TASK BRIEF
Once the line containing "checked before any" is found, copy it and each subsequent line exactly. Stop at the end of the records below.

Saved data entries
┄┄┄┄┄┄

//! Polling loops.
//!
//! Every wait in the driver (MDIO owner bit, PHY reset completion, TX
//! completion) is a loop on a hardware status bit. On the GXP these loops are
//! unbounded: a wedged device hangs the caller, which is acceptable in a
//! single-threaded boot environment. [`Poller`] keeps that as the default and
//! adds an optional attempt limit and a backoff policy, so callers (and tests)
//! can turn a hang into an error.

use core::fmt;

use crate::drivers::timer::DelayFn;

/// What to do between two failed attempts.
#[derive(Debug, Clone, Copy, PartialEq, Eq)]
pub enum Backoff {
    /// Re-check immediately (CPU spin hint only).
    Spin,
    /// Wait `us` microseconds using `delay`.
    Delay { us: u32, delay: DelayFn },
}

/// A polling loop ran out of attempts.
#[derive(Debug, Clone, Copy, PartialEq, Eq)]
pub struct PollTimeout {
    /// Number of failed checks before giving up
    pub attempts: u32,
}

impl fmt::Display for PollTimeout {
    fn fmt(&self, f: &mut fmt::Formatter<'_>) -> fmt::Result {
        write!(f, "condition not met after {} attempts", self.attempts)
    }
}

/// Polling policy: optional attempt limit plus backoff.
#[derive(Debug, Clone, Copy, PartialEq, Eq)]
pub struct Poller {
    limit: Option<u32>,
    backoff: Backoff,
}

impl Default for Poller {
    fn default() -> Self {
        Self::unbounded()
    }
}

impl Poller {
    /// Poll forever, spinning between attempts.
    pub const fn unbounded() -> Self {
        Self {
            limit: None,
            backoff: Backoff::Spin,
        }
    }

    /// Give up after `attempts` failed checks.
    pub const fn bounded(attempts: u32) -> Self {
        Self {
            limit: Some(attempts),
            backoff: Backoff::Spin,
        }
    }

    /// Replace the backoff policy.
    pub const fn with_backoff(self, backoff: Backoff) -> Self {
        Self {
            limit: self.limit,
            backoff,
        }
    }

    /// Attempt limit, `None` when unbounded
    pub const fn limit(&self) -> Option<u32> {
        self.limit
    }

    pub const fn backoff(&self) -> Backoff {
        self.backoff
    }

    /// Call `done` until it returns `true`.
    ///
    /// The condition is always checked at least once, and checked before any
    /// backoff, so a condition that already holds costs a single call.
    pub fn poll_until<F>(&self, mut done: F) -> Result<(), PollTimeout>
    where
        F: FnMut() -> bool,
    {
        let mut attempts: u32 = 0;
        loop {
            if done() {
                return Ok(());
            }

            attempts = attempts.saturating_add(1);
            if let Some(limit) = self.limit
                && attempts >= limit
            {
                return Err(PollTimeout { attempts });
            }

            match self.backoff {
                Backoff::Spin => core::hint::spin_loop(),
                Backoff::Delay { us, delay } => delay(us),
            }
        }
    }
}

┄┄┄┄┄┄

REPLY TO THE TASK
    /// The condition is always checked at least once, and checked before any
    /// backoff, so a condition that already holds costs a single call.
    pub fn poll_until<F>(&self, mut done: F) -> Result<(), PollTimeout>
    where
        F: FnMut() -> bool,
    {
        let mut attempts: u32 = 0;
        loop {
            if done() {
                return Ok(());
            }

            attempts = attempts.saturating_add(1);
            if let Some(limit) = self.limit
                && attempts >= limit
            {
                return Err(PollTimeout { attempts });
            }

            match self.backoff {
                Backoff::Spin => core::hint::spin_loop(),
                Backoff::Delay { us, delay } => delay(us),
            }
        }
    }
}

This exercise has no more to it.